Directions: In the records below, find the line with "pub mod backend;"; retype that line and all the following lines through the end, exactly, and add nothing.

*** Records to process Section Begins ***

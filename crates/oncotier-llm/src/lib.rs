//! LLM boundary.
//!
//! The model is reached through one chat abstraction and used as three
//! pure services: paper relevance scoring, literature knowledge
//! extraction, and the narrative writer. None of them can change a
//! tier; the narrator's output is validated against the deterministic
//! tier and discarded on disagreement.

pub mod audit;
pub mod backend;
pub mod service;

pub use audit::DecisionLog;
pub use backend::{LlmBackend, LlmError, LlmRequest, LlmResponse, Message};
pub use service::{LlmService, NarrativeInput};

*** Records to process Section Ends ***

Output of the exercise:
pub mod backend;
pub mod service;

pub use audit::DecisionLog;
pub use backend::{LlmBackend, LlmError, LlmRequest, LlmResponse, Message};
pub use service::{LlmService, NarrativeInput};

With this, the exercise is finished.